ASSIGNMENT: Look through the material below and return every line that contains "write".

++++++++++

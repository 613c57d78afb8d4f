use super::*;

#[derive(Debug, Serialize, Deserialize)]
pub(super) struct CreateAdvance {
    pub(super) amount: Decimal,
    pub(super) reason: String,
}

#[derive(Debug, Clone, Copy, PartialEq, Eq, Serialize, Deserialize)]
#[serde(rename_all = "lowercase")]
pub(super) enum Verdict {
    Approve,
    Reject,
}

#[derive(Debug, Serialize, Deserialize)]
pub(super) struct Decision {
    pub(super) decision: Verdict,
    /// Installment withheld from each salary once approved
    #[serde(default)]
    pub(super) monthly_deduction: Option<Decimal>,
}

#[derive(Debug, Serialize, Deserialize)]
pub(super) struct DecisionOutcome {
    pub(super) advance: advance_request::Model,
    pub(super) schedule: Option<advance_auto_deduction::Model>,
}
#[cfg(test)]
mod tests {
    use actix_web::{http::{Method, StatusCode}, test, App};
    use rust_decimal_macros::dec;
    use sea_orm::{DatabaseBackend, MockDatabase};

    use crate::{auth::{tests::{bearer, user_with_role}, Authority}, entity::sea_orm_active_enums::RoleType};

    use super::*;

    pub(super) fn advance(user_id: Uuid, status: AdvanceStatus) -> advance_request::Model {
        advance_request::Model {
            id: Uuid::new_v4(),
            created_at: Local::now().into(),
            updated_at: Local::now().into(),
            created_by: Some(user_id),
            updated_by: Some(user_id),
            user_id,
            amount: dec!(1000),
            reason: "rent".to_owned(),
            status,
            approved_by: None,
            approved_at: None,
        }
    }

    fn schedule(user_id: Uuid, total: Decimal, monthly: Decimal, remaining: Decimal) -> advance_auto_deduction::Model {
        advance_auto_deduction::Model {
            id: Uuid::new_v4(),
            created_at: Local::now().into(),
            updated_at: Local::now().into(),
            user_id,
            total_advance: total,
            monthly_deduction: monthly,
            remaining_due: remaining,
            status: DeductionStatus::Active,
        }
    }

    #[actix_web::test]
    async fn test_create_advance() {
        let secret = b"secret";
        let staff = user_with_role(RoleType::Staff);
        let created = advance(staff.id, AdvanceStatus::Pending);

        let db = MockDatabase::new(DatabaseBackend::Postgres)
            .append_query_results([vec![ created.clone() ]]);

        let app = test::init_service(
            App::new()
                .app_data(web::Data::new(Authority::new(secret)))
                .app_data(web::Data::new(db.into_connection()))
                .service(web::scope("/advances").configure(config))
        ).await;

        let req = test::TestRequest::default()
            .uri("/advances")
            .method(Method::POST)
            .insert_header(bearer(secret, &staff))
            .set_json(CreateAdvance { amount: dec!(1000), reason: "rent".to_owned() })
            .to_request();

        let response = test::call_service(&app, req).await;
        assert_eq!(response.status(), StatusCode::CREATED);

        for (amount, reason) in [(dec!(0), "rent"), (dec!(-5), "rent"), (dec!(100), "   ")] {
            let req = test::TestRequest::default()
                .uri("/advances")
                .method(Method::POST)
                .insert_header(bearer(secret, &staff))
                .set_json(CreateAdvance { amount, reason: reason.to_owned() })
                .to_request();

            let response = test::call_service(&app, req).await;
            assert_eq!(response.status(), StatusCode::BAD_REQUEST);
        }
    }

    #[actix_web::test]
    async fn test_approve_opens_schedule() {
        let secret = b"secret";
        let admin = user_with_role(RoleType::Admin);
        let staff = user_with_role(RoleType::Staff);
        let pending = advance(staff.id, AdvanceStatus::Pending);

        let mut approved = pending.clone();
        approved.status = AdvanceStatus::Approved;
        approved.approved_by = Some(admin.id);

        let opened = schedule(staff.id, dec!(1000), dec!(250), dec!(1000));

        let db = MockDatabase::new(DatabaseBackend::Postgres)
            .append_query_results([vec![ pending.clone() ]])
            .append_query_results([vec![ approved.clone() ]])
            .append_query_results::<advance_auto_deduction::Model, _, _>([vec![]])
            .append_query_results([vec![ opened.clone() ]]);

        let app = test::init_service(
            App::new()
                .app_data(web::Data::new(Authority::new(secret)))
                .app_data(web::Data::new(db.into_connection()))
                .service(web::scope("/advances").configure(config))
        ).await;

        let req = test::TestRequest::default()
            .uri(&format!("/advances/{}/decision", pending.id))
            .method(Method::POST)
            .insert_header(bearer(secret, &admin))
            .set_json(Decision { decision: Verdict::Approve, monthly_deduction: Some(dec!(250)) })
            .to_request();

        let outcome: DecisionOutcome = test::call_and_read_body_json(&app, req).await;
        assert_eq!(outcome.advance.status, AdvanceStatus::Approved);
        assert_eq!(outcome.schedule.map(|s| s.remaining_due), Some(dec!(1000)));
    }

    #[actix_web::test]
    async fn test_approve_extends_schedule() {
        let secret = b"secret";
        let admin = user_with_role(RoleType::Superadmin);
        let staff = user_with_role(RoleType::Staff);
        let pending = advance(staff.id, AdvanceStatus::Pending);

        let mut approved = pending.clone();
        approved.status = AdvanceStatus::Approved;

        let running = schedule(staff.id, dec!(600), dec!(200), dec!(400));
        let mut extended = running.clone();
        extended.total_advance = dec!(1600);
        extended.monthly_deduction = dec!(300);
        extended.remaining_due = dec!(1400);

        let db = MockDatabase::new(DatabaseBackend::Postgres)
            .append_query_results([vec![ pending.clone() ]])
            .append_query_results([vec![ approved ]])
            .append_query_results([vec![ running ]])
            .append_query_results([vec![ extended ]]);

        let app = test::init_service(
            App::new()
                .app_data(web::Data::new(Authority::new(secret)))
                .app_data(web::Data::new(db.into_connection()))
                .service(web::scope("/advances").configure(config))
        ).await;

        let req = test::TestRequest::default()
            .uri(&format!("/advances/{}/decision", pending.id))
            .method(Method::POST)
            .insert_header(bearer(secret, &admin))
            .set_json(Decision { decision: Verdict::Approve, monthly_deduction: Some(dec!(300)) })
            .to_request();

        let outcome: DecisionOutcome = test::call_and_read_body_json(&app, req).await;
        let schedule = outcome.schedule.unwrap();
        assert_eq!(schedule.total_advance, dec!(1600));
        assert_eq!(schedule.remaining_due, dec!(1400));
    }

    #[actix_web::test]
    async fn test_approve_without_installment() {
        let secret = b"secret";
        let admin = user_with_role(RoleType::Admin);
        let staff = user_with_role(RoleType::Staff);
        let pending = advance(staff.id, AdvanceStatus::Pending);

        let mut approved = pending.clone();
        approved.status = AdvanceStatus::Approved;

        let mut finished = schedule(staff.id, dec!(600), dec!(200), dec!(0));
        finished.status = DeductionStatus::Completed;

        let db = MockDatabase::new(DatabaseBackend::Postgres)
            // Never scheduled, left to the legacy recovery
            .append_query_results([vec![ pending.clone() ]])
            .append_query_results::<advance_auto_deduction::Model, _, _>([vec![]])
            .append_query_results([vec![ approved ]])
            // Had a schedule, the installment is mandatory
            .append_query_results([vec![ pending.clone() ]])
            .append_query_results([vec![ finished ]]);

        let app = test::init_service(
            App::new()
                .app_data(web::Data::new(Authority::new(secret)))
                .app_data(web::Data::new(db.into_connection()))
                .service(web::scope("/advances").configure(config))
        ).await;

        let req = test::TestRequest::default()
            .uri(&format!("/advances/{}/decision", pending.id))
            .method(Method::POST)
            .insert_header(bearer(secret, &admin))
            .set_json(Decision { decision: Verdict::Approve, monthly_deduction: None })
            .to_request();

        let outcome: DecisionOutcome = test::call_and_read_body_json(&app, req).await;
        assert_eq!(outcome.advance.status, AdvanceStatus::Approved);
        assert!(outcome.schedule.is_none());

        let req = test::TestRequest::default()
            .uri(&format!("/advances/{}/decision", pending.id))
            .method(Method::POST)
            .insert_header(bearer(secret, &admin))
            .set_json(Decision { decision: Verdict::Approve, monthly_deduction: None })
            .to_request();

        let response = test::call_service(&app, req).await;
        assert_eq!(response.status(), StatusCode::BAD_REQUEST);
    }

    #[actix_web::test]
    async fn test_concurrent_decision_is_refused() {
        let secret = b"secret";
        let admin = user_with_role(RoleType::Admin);
        let staff = user_with_role(RoleType::Staff);
        let pending = advance(staff.id, AdvanceStatus::Pending);

        // Pending when loaded, decided by another admin before the write
        let db = MockDatabase::new(DatabaseBackend::Postgres)
            .append_query_results([vec![ pending.clone() ]])
            .append_query_results::<advance_request::Model, _, _>([vec![]]);

        let app = test::init_service(
            App::new()
                .app_data(web::Data::new(Authority::new(secret)))
                .app_data(web::Data::new(db.into_connection()))
                .service(web::scope("/advances").configure(config))
        ).await;

        let req = test::TestRequest::default()
            .uri(&format!("/advances/{}/decision", pending.id))
            .method(Method::POST)
            .insert_header(bearer(secret, &admin))
            .set_json(Decision { decision: Verdict::Approve, monthly_deduction: Some(dec!(250)) })
            .to_request();

        let response = test::call_service(&app, req).await;
        assert_eq!(response.status(), StatusCode::BAD_REQUEST);
    }

    #[actix_web::test]
    async fn test_reject_and_validation() {
        let secret = b"secret";
        let admin = user_with_role(RoleType::Admin);
        let staff = user_with_role(RoleType::Staff);
        let pending = advance(staff.id, AdvanceStatus::Pending);

        let mut rejected = pending.clone();
        rejected.status = AdvanceStatus::Rejected;

        let db = MockDatabase::new(DatabaseBackend::Postgres)
            // Reject with an installment, refused before any write
            .append_query_results([vec![ pending.clone() ]])
            // Plain reject
            .append_query_results([vec![ pending.clone() ]])
            .append_query_results([vec![ rejected ]]);

        let app = test::init_service(
            App::new()
                .app_data(web::Data::new(Authority::new(secret)))
                .app_data(web::Data::new(db.into_connection()))
                .service(web::scope("/advances").configure(config))
        ).await;

        let req = test::TestRequest::default()
            .uri(&format!("/advances/{}/decision", pending.id))
            .method(Method::POST)
            .insert_header(bearer(secret, &admin))
            .set_json(Decision { decision: Verdict::Reject, monthly_deduction: Some(dec!(100)) })
            .to_request();

        let response = test::call_service(&app, req).await;
        assert_eq!(response.status(), StatusCode::BAD_REQUEST);

        let req = test::TestRequest::default()
            .uri(&format!("/advances/{}/decision", pending.id))
            .method(Method::POST)
            .insert_header(bearer(secret, &admin))
            .set_json(Decision { decision: Verdict::Reject, monthly_deduction: None })
            .to_request();

        let outcome: DecisionOutcome = test::call_and_read_body_json(&app, req).await;
        assert_eq!(outcome.advance.status, AdvanceStatus::Rejected);
        assert!(outcome.schedule.is_none());

        // Staff cannot decide
        let req = test::TestRequest::default()
            .uri(&format!("/advances/{}/decision", pending.id))
            .method(Method::POST)
            .insert_header(bearer(secret, &staff))
            .set_json(Decision { decision: Verdict::Approve, monthly_deduction: None })
            .to_request();

        let response = test::call_service(&app, req).await;
        assert_eq!(response.status(), StatusCode::FORBIDDEN);
    }
}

++++++++++

RESULT:
        // Pending when loaded, decided by another admin before the write
            // Reject with an installment, refused before any write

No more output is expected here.